From the first line of the material below to the line containing "still produces pongs.", repeat every line exactly and add nothing.
═════ Listed records ═════
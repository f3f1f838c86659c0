//! Outbound pump: participant mailbox -> socket frames.

use std::fmt::Display;
use std::time::Duration;

use axum::extract::ws::Message;
use futures_util::{Sink, SinkExt};
use tokio::sync::mpsc;
use tokio::time::{interval_at, sleep_until, timeout_at, Instant, MissedTickBehavior};

use duelhall_shared::ServerMessage;

use crate::infrastructure::app_settings::EngineSettings;
use crate::infrastructure::session::Participant;

/// Liveness timing for one connection.
#[derive(Debug, Clone, Copy, PartialEq, Eq)]
pub struct PumpSettings {
    /// Probe an idle connection this often
    pub ping_period: Duration,
    /// Give up after this long without an inbound frame
    pub pong_wait: Duration,
}

impl From<&EngineSettings> for PumpSettings {
    fn from(settings: &EngineSettings) -> Self {
        Self {
            ping_period: settings.ping_period,
            pong_wait: settings.pong_wait,
        }
    }
}

/// Drain `mailbox` onto `sink` until the participant closes, a write fails
/// or the peer goes silent for longer than `pong_wait`.
///
/// Every tick sends a ping, so a peer that only reads still produces pongs.
/// Each write must finish before the liveness deadline; a peer that stops
/// reading is dropped instead of stalling the pump.
///
/// Messages already queued when the pump stops are still written, then a
/// close frame is sent.
pub async fn run_outbound<S>(
    participant: Participant,
    mut mailbox: mpsc::Receiver<ServerMessage>,
    mut sink: S,
    settings: PumpSettings,
) where
    S: Sink<Message> + Unpin,
    S::Error: Display,
{
    let id = participant.id();
    let mut ticker = interval_at(Instant::now() + settings.ping_period, settings.ping_period);
    ticker.set_missed_tick_behavior(MissedTickBehavior::Delay);

    loop {
        let deadline = liveness_deadline(&participant, settings);

        let result = tokio::select! {
            biased;
            _ = participant.closed() => break,
            message = mailbox.recv() => {
                let Some(message) = message else { break };
                write(&mut sink, &message, &participant, settings).await
            }
            _ = ticker.tick() => {
                let ping = Message::Ping(Default::default());
                send_frame(&mut sink, ping, &participant, settings).await
            }
            _ = sleep_until(deadline) => {
                if participant.liveness().idle() >= settings.pong_wait {
                    tracing::info!(participant_id = %id, "Liveness timeout");
                    break;
                }
                Ok(())
            }
        };

        if let Err(e) = result {
            tracing::info!(participant_id = %id, error = %e, "WebSocket write failed");
            break;
        }
    }

    participant.close();

    // Flush what was handed over before the close, within what is left of
    // the liveness window.
    while let Ok(message) = mailbox.try_recv() {
        if let Err(e) = write(&mut sink, &message, &participant, settings).await {
            tracing::debug!(participant_id = %id, error = %e, "Flush abandoned");
            break;
        }
    }
    let _ = send_frame(&mut sink, Message::Close(None), &participant, settings).await;
    let _ = timeout_at(liveness_deadline(&participant, settings), sink.close()).await;
    tracing::debug!(participant_id = %id, "Outbound pump stopped");
}

fn liveness_deadline(participant: &Participant, settings: PumpSettings) -> Instant {
    participant.liveness().last_seen() + settings.pong_wait
}

/// Why a frame did not reach the socket.
#[derive(Debug)]
enum WriteError<E> {
    Sink(E),
    /// The peer stopped draining the socket and went silent
    Stalled,
}

impl<E: Display> Display for WriteError<E> {
    fn fmt(&self, f: &mut std::fmt::Formatter<'_>) -> std::fmt::Result {
        match self {
            WriteError::Sink(e) => write!(f, "{e}"),
            WriteError::Stalled => f.write_str("write stalled past the liveness deadline"),
        }
    }
}

/// Send one frame, giving up once the liveness deadline passes.
///
/// Inbound frames that arrive while the write is pending push the deadline
/// out.
async fn send_frame<S>(
    sink: &mut S,
    frame: Message,
    participant: &Participant,
    settings: PumpSettings,
) -> Result<(), WriteError<S::Error>>
where
    S: Sink<Message> + Unpin,
{
    let mut send = sink.send(frame);
    loop {
        let deadline = liveness_deadline(participant, settings);
        match timeout_at(deadline, &mut send).await {
            Ok(result) => return result.map_err(WriteError::Sink),
            Err(_) if liveness_deadline(participant, settings) > deadline => continue,
            Err(_) => return Err(WriteError::Stalled),
        }
    }
}

/// Write one message as a text frame. Encode failures drop the message.
async fn write<S>(
    sink: &mut S,
    message: &ServerMessage,
    participant: &Participant,
    settings: PumpSettings,
) -> Result<(), WriteError<S::Error>>
where
    S: Sink<Message> + Unpin,
{
    match message.to_json() {
        Ok(json) => send_frame(sink, Message::Text(json.into()), participant, settings).await,
        Err(e) => {
            tracing::error!(kind = message.kind(), error = %e, "Failed to encode message, dropping");
            Ok(())
        }
    }
}
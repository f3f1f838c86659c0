//! Engine settings loaded from the environment
//!
//! Every value has a default so the engine starts with an empty environment.
//! Values that fail to parse are logged and replaced by their default rather
//! than aborting startup.
//!
//! | variable | default |
//! |---|---|
//! | `SERVER_HOST` | `0.0.0.0` |
//! | `SERVER_PORT` (or `PORT`) | `8080` |
//! | `PING_PERIOD_SECS` | `54` |
//! | `PONG_WAIT_SECS` | `60` |
//! | `MAILBOX_CAPACITY` | `1` |
//! | `SESSION_COMMAND_BUFFER` | `1` |
//! | `CORS_ALLOWED_ORIGINS` | unset |

use std::net::{AddrParseError, SocketAddr};
use std::str::FromStr;
use std::time::Duration;

pub const DEFAULT_HOST: &str = "0.0.0.0";
pub const DEFAULT_PORT: u16 = 8080;
pub const DEFAULT_PING_PERIOD: Duration = Duration::from_secs(54);
pub const DEFAULT_PONG_WAIT: Duration = Duration::from_secs(60);
pub const DEFAULT_MAILBOX_CAPACITY: usize = 1;
pub const DEFAULT_SESSION_COMMAND_BUFFER: usize = 1;

#[derive(Debug, Clone, PartialEq, Eq)]
pub struct EngineSettings {
    pub host: String,
    pub port: u16,
    /// Interval between liveness probes on an idle connection
    pub ping_period: Duration,
    /// Silence after which a connection is considered dead
    pub pong_wait: Duration,
    /// Per-participant outbound queue depth
    pub mailbox_capacity: usize,
    /// Per-session command queue depth
    pub session_command_buffer: usize,
    /// Comma separated origins, or `*`; `None` disables the CORS layer
    pub cors_allowed_origins: Option<String>,
}

impl Default for EngineSettings {
    fn default() -> Self {
        Self {
            host: DEFAULT_HOST.to_string(),
            port: DEFAULT_PORT,
            ping_period: DEFAULT_PING_PERIOD,
            pong_wait: DEFAULT_PONG_WAIT,
            mailbox_capacity: DEFAULT_MAILBOX_CAPACITY,
            session_command_buffer: DEFAULT_SESSION_COMMAND_BUFFER,
            cors_allowed_origins: None,
        }
    }
}

impl EngineSettings {
    /// Read settings from the process environment.
    pub fn from_env() -> Self {
        Self::from_lookup(|key| std::env::var(key).ok())
    }

    /// Read settings through an arbitrary key lookup.
    pub fn from_lookup(lookup: impl Fn(&str) -> Option<String>) -> Self {
        let defaults = Self::default();
        let value = |key: &str| {
            lookup(key)
                .map(|v| v.trim().to_string())
                .filter(|v| !v.is_empty())
        };

        let host = value("SERVER_HOST").unwrap_or(defaults.host);
        let port = parse_or(
            "SERVER_PORT",
            value("SERVER_PORT").or_else(|| value("PORT")),
            defaults.port,
        );
        let ping_period = Duration::from_secs(parse_or(
            "PING_PERIOD_SECS",
            value("PING_PERIOD_SECS"),
            defaults.ping_period.as_secs(),
        ));
        let pong_wait = Duration::from_secs(parse_or(
            "PONG_WAIT_SECS",
            value("PONG_WAIT_SECS"),
            defaults.pong_wait.as_secs(),
        ));
        let mailbox_capacity = parse_or(
            "MAILBOX_CAPACITY",
            value("MAILBOX_CAPACITY"),
            defaults.mailbox_capacity,
        )
        .max(1);
        let session_command_buffer = parse_or(
            "SESSION_COMMAND_BUFFER",
            value("SESSION_COMMAND_BUFFER"),
            defaults.session_command_buffer,
        )
        .max(1);

        Self {
            host,
            port,
            ping_period,
            pong_wait,
            mailbox_capacity,
            session_command_buffer,
            cors_allowed_origins: value("CORS_ALLOWED_ORIGINS"),
        }
        .normalized()
    }

    /// Keep the probe interval strictly inside the liveness window.
    fn normalized(mut self) -> Self {
        if self.pong_wait.is_zero() {
            tracing::warn!("PONG_WAIT_SECS must be positive, using default");
            self.pong_wait = DEFAULT_PONG_WAIT;
        }
        if self.ping_period.is_zero() || self.ping_period >= self.pong_wait {
            let clamped = self.pong_wait * 9 / 10;
            tracing::warn!(
                ping_period = ?self.ping_period,
                pong_wait = ?self.pong_wait,
                clamped = ?clamped,
                "Ping period must be shorter than pong wait, clamping"
            );
            self.ping_period = clamped;
        }
        self
    }

    pub fn socket_addr(&self) -> Result<SocketAddr, AddrParseError> {
        format!("{}:{}", self.host, self.port).parse()
    }
}

fn parse_or<T>(key: &str, raw: Option<String>, default: T) -> T
where
    T: FromStr + Copy + std::fmt::Debug,
{
    let Some(raw) = raw else {
        return default;
    };
    match raw.parse() {
        Ok(v) => v,
        Err(_) => {
            tracing::warn!(key, value = %raw, default = ?default, "Unparsable setting, using default");
            default
        }
    }
}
═════
Final answer:
repository f3f1f838c86659c0
//! Outbound pump: participant mailbox -> socket frames.

use std::fmt::Display;
use std::time::Duration;

use axum::extract::ws::Message;
use futures_util::{Sink, SinkExt};
use tokio::sync::mpsc;
use tokio::time::{interval_at, sleep_until, timeout_at, Instant, MissedTickBehavior};

use duelhall_shared::ServerMessage;

use crate::infrastructure::app_settings::EngineSettings;
use crate::infrastructure::session::Participant;

/// Liveness timing for one connection.
#[derive(Debug, Clone, Copy, PartialEq, Eq)]
pub struct PumpSettings {
    /// Probe an idle connection this often
    pub ping_period: Duration,
    /// Give up after this long without an inbound frame
    pub pong_wait: Duration,
}

impl From<&EngineSettings> for PumpSettings {
    fn from(settings: &EngineSettings) -> Self {
        Self {
            ping_period: settings.ping_period,
            pong_wait: settings.pong_wait,
        }
    }
}

/// Drain `mailbox` onto `sink` until the participant closes, a write fails
/// or the peer goes silent for longer than `pong_wait`.
///
/// Every tick sends a ping, so a peer that only reads still produces pongs.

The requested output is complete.